I'm sure Wendell Cox loves that place.

By the way, has Cox made any comment about the gas shortage there? He seems to be loving the fact that the power outage shut down the NY Subway. I guess those "supremely resilient" cars do have their weaknesses. ;)
 

biscuit

Cyburbian
Messages
3,904
Points
25
I've put myself on a no news diet over the past few days so maybe I'm just out of the loop. Is there a gasoline shortage in Pheonix?
 

Chet

Cyburbian Emeritus
Messages
10,624
Points
34
I agree with jordanb. Phoenix-Scottsdale-Mesa is a mess. Not just the freeways, but the architecture and landscape too.

It drives me insane to fly over and see neighborhoods interspersed with desert landscape and imported sod. You friggin snowbirds just cant let go of the green, can you!?
 

BKM

Cyburbian
Messages
6,464
Points
29
Its a great place for Californians who are unhappy they can only afford a 1300 square foot house for their family of three.

In Phoenix they can get 3,000 square feet on an "exclusive" golf course.

People have different priorities, I guess.
 

jordanb

Cyburbian
Messages
3,232
Points
25
BKM said:
Its a great place for Californians who are unhappy they can only afford a 1300 square foot house for their family of three.

In Phoenix they can get 3,000 square feet on an "exclusive" golf course.
This is one thing I love about the suburban/urban debate, especially people claiming that urban housing is too expensive (usually by comparing housing of equal square-footage in the city and suburbs).
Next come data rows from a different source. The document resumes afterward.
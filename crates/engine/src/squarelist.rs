//! A square list implementation that avoids heap allocations.

use crate::geometry::Square;
use std::ops::Index;

const MAX_SQUARES: usize = 64;

#[derive(Debug, Clone)]
pub struct SquareList {
    squares: [Square; MAX_SQUARES],
    count: usize,
}

impl SquareList {
    pub fn new() -> Self {
        Self {
            squares: [Square::new(0, 0); MAX_SQUARES],
            count: 0,
        }
    }

    pub fn push(&mut self, square: Square) {
        if self.count < MAX_SQUARES {
            self.squares[self.count] = square;
            self.count += 1;
        }
    }

    pub fn len(&self) -> usize {
        self.count
    }

    pub fn is_empty(&self) -> bool {
        self.count == 0
    }

    pub fn contains(&self, square: Square) -> bool {
        self.as_slice().contains(&square)
    }

    /// Keeps only the squares for which `keep` returns true, preserving order.
    pub fn retain(&mut self, mut keep: impl FnMut(Square) -> bool) {
        let mut kept = 0;
        for i in 0..self.count {
            let square = self.squares[i];
            if keep(square) {
                self.squares[kept] = square;
                kept += 1;
            }
        }
        self.count = kept;
    }

    pub fn as_slice(&self) -> &[Square] {
        &self.squares[0..self.count]
    }

    pub fn iter(&self) -> std::slice::Iter<'_, Square> {
        self.as_slice().iter()
    }
}

impl Default for SquareList {
    fn default() -> Self {
        Self::new()
    }
}

impl Index<usize> for SquareList {
    type Output = Square;

    fn index(&self, index: usize) -> &Self::Output {
        &self.as_slice()[index]
    }
}

impl<'a> IntoIterator for &'a SquareList {
    type Item = &'a Square;
    type IntoIter = std::slice::Iter<'a, Square>;

    fn into_iter(self) -> Self::IntoIter {
        self.iter()
    }
}

impl FromIterator<Square> for SquareList {
    fn from_iter<I: IntoIterator<Item = Square>>(iter: I) -> Self {
        let mut list = SquareList::new();
        for square in iter {
            list.push(square);
        }
        list
    }
}
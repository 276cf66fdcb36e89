//! Boundary records of the WPS 1.0.0 schema that carry format fields, and the
//! conversions between them and [`Format`].
//!
//! Lookups through the nested description containers never fail: an absent
//! level yields `None` or an empty [`Formats`] sequence.

use crate::domain::model::Format;
use crate::domain::ports::{FormatSink, FormatSource};
use std::iter::FusedIterator;

macro_rules! format_record {
    ($(#[$meta:meta])* $name:ident) => {
        $(#[$meta])*
        #[derive(Debug, Clone, Default, PartialEq, Eq)]
        pub struct $name {
            pub mime_type: Option<String>,
            pub encoding: Option<String>,
            pub schema: Option<String>,
        }

        impl FormatSource for $name {
            fn mime_type(&self) -> Option<&str> {
                self.mime_type.as_deref()
            }

            fn encoding(&self) -> Option<&str> {
                self.encoding.as_deref()
            }

            fn schema(&self) -> Option<&str> {
                self.schema.as_deref()
            }
        }

        impl FormatSink for $name {
            fn set_mime_type(&mut self, mime_type: &str) {
                self.mime_type = Some(mime_type.to_string());
            }

            fn set_encoding(&mut self, encoding: &str) {
                self.encoding = Some(encoding.to_string());
            }

            fn set_schema(&mut self, schema: &str) {
                self.schema = Some(schema.to_string());
            }
        }

        impl From<&Format> for $name {
            fn from(format: &Format) -> Self {
                let mut record = Self::default();
                format.encode_to(&mut record);
                record
            }
        }
    };
}

format_record!(
    /// `wps:Reference` of an Execute input.
    InputReference
);
format_record!(
    /// `wps:Output` of a response document request.
    DocumentOutputDefinition
);
format_record!(
    /// `wps:RawDataOutput` request.
    OutputDefinition
);
format_record!(
    /// `wps:Reference` of an Execute output.
    OutputReference
);
format_record!(
    /// Inline `wps:ComplexData` payload.
    ComplexData
);
format_record!(
    /// `Format` entry of a process description.
    ComplexDataDescription
);
format_record!(
    /// `Format` entry of a parser or generator in the configuration document.
    ConfiguredFormat
);

#[derive(Debug, Clone, Default, PartialEq, Eq)]
pub struct ComplexDataCombination {
    pub format: ComplexDataDescription,
}

impl FormatSource for ComplexDataCombination {
    fn mime_type(&self) -> Option<&str> {
        self.format.mime_type()
    }

    fn encoding(&self) -> Option<&str> {
        self.format.encoding()
    }

    fn schema(&self) -> Option<&str> {
        self.format.schema()
    }
}

#[derive(Debug, Clone, Default, PartialEq, Eq)]
pub struct ComplexDataCombinations {
    pub formats: Vec<ComplexDataDescription>,
}

impl ComplexDataCombinations {
    pub fn formats(&self) -> Formats<'_> {
        Formats::of(Some(self.formats.as_slice()))
    }
}

#[derive(Debug, Clone, Default, PartialEq, Eq)]
pub struct SupportedComplexData {
    pub default: Option<ComplexDataCombination>,
    pub supported: Option<ComplexDataCombinations>,
}

impl SupportedComplexData {
    pub fn default_format(&self) -> Option<Format> {
        self.default.as_ref().map(|combination| Format::of(combination))
    }

    pub fn supported_formats(&self) -> Formats<'_> {
        formats_of(self.supported.as_ref())
    }
}

#[derive(Debug, Clone, Default, PartialEq, Eq)]
pub struct InputDescription {
    pub identifier: String,
    pub complex_data: Option<SupportedComplexData>,
}

#[derive(Debug, Clone, Default, PartialEq, Eq)]
pub struct OutputDescription {
    pub identifier: String,
    pub complex_output: Option<SupportedComplexData>,
}

/// Process input or output descriptions that may declare complex data.
pub trait DescribesComplexData {
    fn complex_data(&self) -> Option<&SupportedComplexData>;

    fn default_format(&self) -> Option<Format> {
        self.complex_data()
            .and_then(SupportedComplexData::default_format)
    }

    fn supported_formats(&self) -> Formats<'_> {
        self.complex_data()
            .map(SupportedComplexData::supported_formats)
            .unwrap_or_default()
    }
}

impl DescribesComplexData for InputDescription {
    fn complex_data(&self) -> Option<&SupportedComplexData> {
        self.complex_data.as_ref()
    }
}

impl DescribesComplexData for OutputDescription {
    fn complex_data(&self) -> Option<&SupportedComplexData> {
        self.complex_output.as_ref()
    }
}

/// Lazy sequence of formats over a description list. Clone it to restart.
#[derive(Debug, Clone, Default)]
pub struct Formats<'a> {
    inner: std::slice::Iter<'a, ComplexDataDescription>,
}

impl<'a> Formats<'a> {
    pub fn of(list: Option<&'a [ComplexDataDescription]>) -> Self {
        Self {
            inner: list.unwrap_or(&[]).iter(),
        }
    }

    pub fn empty() -> Self {
        Self::default()
    }
}

impl Iterator for Formats<'_> {
    type Item = Format;

    fn next(&mut self) -> Option<Format> {
        self.inner.next().map(|description| Format::of(description))
    }

    fn size_hint(&self) -> (usize, Option<usize>) {
        self.inner.size_hint()
    }
}

impl ExactSizeIterator for Formats<'_> {}

impl FusedIterator for Formats<'_> {}

pub fn formats_of(list: Option<&ComplexDataCombinations>) -> Formats<'_> {
    list.map(ComplexDataCombinations::formats)
        .unwrap_or_default()
}

pub fn default_format_of<D: DescribesComplexData>(description: Option<&D>) -> Option<Format> {
    description.and_then(DescribesComplexData::default_format)
}

pub fn supported_formats_of<D: DescribesComplexData>(description: Option<&D>) -> Formats<'_> {
    description
        .map(DescribesComplexData::supported_formats)
        .unwrap_or_default()
}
So my question is, what does the additional 1,700 square feet of housing get them, exactly? Storage space? More places to clean? Housing sizes continue to increase even as household sizes fall. What's the advantage to a bigger house?
 

Miles Ignatius

Cyburbian
Messages
368
Points
12
Stinkin Desert!

Ditto on Jordan & Chet's observations here. I lived in the place for 22 years and left before I fried out what little brain cells I had left.

The natural climate of the desert does not reconcile with the asphalt swath now present there and I think the break in the gasoline supply (albeit temporary) speaks volumes to the long term unsustainability of the place. Wait till we have more years of weak Colorado River runoff; you can get by for a while without gas, but try getting by without water.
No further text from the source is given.